CASO: Asociación Civil Fondo Cívico Argentino.
En 2023, un grupo de profesionales entre ellos la contadora Agustina Luján, el abogado Ramiro Ortega y el empresario Mateo Ferrer - constituyen la asociación civil Fondo Cívico Argentino, orientada a promover la educación y la participación ciudadana.
La entidad obtiene financiamiento estatal a través de un convenio con el Ministerio de Educación y donaciones privadas. Uno de sus proyectos, Escuelas Futuras, tenía como objetivo equipar escuelas con tecnología educativa. Sin embargo, una auditoría del Tribunal de Cuentas detecta desvío de fondos hacia cuentas personales de Mateo Ferrer, presidente de la asociación.
Agustina, como tesorera, había firmado las órdenes de pago sin verificar los documentos respaldatorios. Ferrer alega que los fondos eran anticipos contractuales. En paralelo, Ramiro Ortega firma un contrato de prestación de servicios con la empresa Innova S.A., sin aprobación formal del órgano de administración.
Innova demanda por incumplimiento y exige que la asociación cumpla el contrato. Agustina, buscando evitar el escándalo, otorga un mandato con representación a un allegado para vender una propiedad de la asociación. El acto no fue aprobado por la asamblea, y se denuncia falsedad en la representación orgánica.
La situación escala cuando, tras una reunión interna, Mateo Ferrer protagoniza un grave accidente de tránsito. Conduce alcoholizado, pierde el control del vehículo y tropella a un ciclista. El hecho causa gran repercusión mediática. La prueba de alcoholemia da positivo, y la fiscalía inicia una causa por lesiones culposas agravadas. La defensa de Ferrer sostiene que estaba emocionalmente alterado y bajo presión mediática. La víctima inicia una acción civil por daños.
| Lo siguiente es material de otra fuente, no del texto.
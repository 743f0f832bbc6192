use crate::config::AnalysisConfig;
use crate::prelude::{PipelineError, PipelineResult};
use serde::{Deserialize, Serialize};
use std::collections::BTreeMap;
use std::fmt;

#[derive(Debug, Clone, Copy, PartialEq, Eq, PartialOrd, Ord, Hash, Serialize, Deserialize)]
#[serde(rename_all = "lowercase")]
pub enum SiteCategory {
    Urban,
    Rural,
    Industrial,
}

impl fmt::Display for SiteCategory {
    fn fmt(&self, f: &mut fmt::Formatter<'_>) -> fmt::Result {
        let label = match self {
            SiteCategory::Urban => "urban",
            SiteCategory::Rural => "rural",
            SiteCategory::Industrial => "industrial",
        };
        f.write_str(label)
    }
}

#[derive(Debug, Clone, Copy, PartialEq, Eq, Serialize, Deserialize)]
#[serde(rename_all = "snake_case")]
pub enum InstrumentKind {
    Spectrometer,
    Radiometer,
    Station,
}

#[derive(Debug, Clone, PartialEq, Serialize, Deserialize)]
pub struct Instrument {
    pub id: String,
    pub kind: InstrumentKind,
    /// Fractional calibration error (0.05 = 5 %). Required for RF instruments.
    #[serde(default)]
    pub fractional_error: Option<f64>,
}

/// Fixed measurement location.
#[derive(Debug, Clone, PartialEq, Serialize, Deserialize)]
pub struct Site {
    pub id: String,
    pub latitude: f64,
    pub longitude: f64,
    pub category: SiteCategory,
    #[serde(default)]
    pub instruments: Vec<Instrument>,
}

impl Site {
    pub fn instrument(&self, id: &str) -> Option<&Instrument> {
        self.instruments.iter().find(|i| i.id == id)
    }
}

/// Read-only set of sites known to a run, keyed by id.
#[derive(Debug, Clone, Default)]
pub struct SiteRegistry {
    sites: BTreeMap<String, Site>,
}

impl SiteRegistry {
    pub fn from_sites(sites: Vec<Site>) -> PipelineResult<Self> {
        let mut map = BTreeMap::new();
        for site in sites {
            if !(-90.0..=90.0).contains(&site.latitude)
                || !(-180.0..=180.0).contains(&site.longitude)
            {
                return Err(PipelineError::InvalidConfig(format!(
                    "site {} has coordinates out of range",
                    site.id
                )));
            }
            for instrument in &site.instruments {
                if let Some(error) = instrument.fractional_error {
                    if !error.is_finite() || error < 0.0 {
                        return Err(PipelineError::InvalidConfig(format!(
                            "instrument {} at {} has invalid calibration error {}",
                            instrument.id, site.id, error
                        )));
                    }
                }
            }
            if map.contains_key(&site.id) {
                return Err(PipelineError::InvalidConfig(format!(
                    "duplicate site id {}",
                    site.id
                )));
            }
            map.insert(site.id.clone(), site);
        }
        Ok(Self { sites: map })
    }

    pub fn get(&self, id: &str) -> Option<&Site> {
        self.sites.get(id)
    }

    pub fn iter(&self) -> impl Iterator<Item = &Site> {
        self.sites.values()
    }

    pub fn len(&self) -> usize {
        self.sites.len()
    }

    pub fn is_empty(&self) -> bool {
        self.sites.is_empty()
    }

    /// Configured baseline site, or the first rural site by id.
    pub fn baseline_site(&self, config: &AnalysisConfig) -> PipelineResult<&Site> {
        match config.baseline_site.as_deref() {
            Some(id) => self.get(id).ok_or_else(|| {
                PipelineError::InvalidConfig(format!("baseline site {} is not registered", id))
            }),
            None => self
                .iter()
                .find(|s| s.category == SiteCategory::Rural)
                .ok_or_else(|| {
                    PipelineError::InvalidConfig("no rural site available as baseline".into())
                }),
        }
    }

    /// Calibration errors of every instrument that declares one, keyed by instrument id.
    pub fn calibration_map(&self, site_id: &str) -> BTreeMap<String, f64> {
        self.get(site_id)
            .map(|site| {
                site.instruments
                    .iter()
                    .filter_map(|i| i.fractional_error.map(|e| (i.id.clone(), e)))
                    .collect()
            })
            .unwrap_or_default()
    }
}

#[cfg(test)]
mod tests {
    use super::*;

    fn site(id: &str, category: SiteCategory) -> Site {
        Site {
            id: id.to_string(),
            latitude: 40.4,
            longitude: -3.7,
            category,
            instruments: vec![Instrument {
                id: format!("{}-spec", id),
                kind: InstrumentKind::Spectrometer,
                fractional_error: Some(0.05),
            }],
        }
    }

    #[test]
    fn registry_rejects_duplicates() {
        let result = SiteRegistry::from_sites(vec![
            site("urban-1", SiteCategory::Urban),
            site("urban-1", SiteCategory::Urban),
        ]);
        assert!(matches!(result, Err(PipelineError::InvalidConfig(_))));
    }

    #[test]
    fn baseline_defaults_to_first_rural_site() {
        let registry = SiteRegistry::from_sites(vec![
            site("urban-1", SiteCategory::Urban),
            site("rural-2", SiteCategory::Rural),
            site("rural-1", SiteCategory::Rural),
        ])
        .unwrap();
        let baseline = registry.baseline_site(&AnalysisConfig::default()).unwrap();
        assert_eq!(baseline.id, "rural-1");
    }

    #[test]
    fn calibration_map_lists_declared_errors() {
        let registry =
            SiteRegistry::from_sites(vec![site("urban-1", SiteCategory::Urban)]).unwrap();
        let map = registry.calibration_map("urban-1");
        assert_eq!(map.get("urban-1-spec"), Some(&0.05));
        assert!(registry.calibration_map("antenna-42").is_empty());
    }
}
En medio del escándalo, el Congreso inicia un debate constitucional sobre la legalidad de financiar con dinero público a entidades como Fondo Cívico.
Un partido político impugna judicialmente el convenio, por considerarlo violatorio de los principios de legalidad, igualdad y control del gasto público.
Agustina luego de desvincularse de la asociación, se postula como defensora pública federal. Su candidatura es observada por el Consejo de la
Magistratura, que analiza su rol como tesorera durante la gestión cuestionada.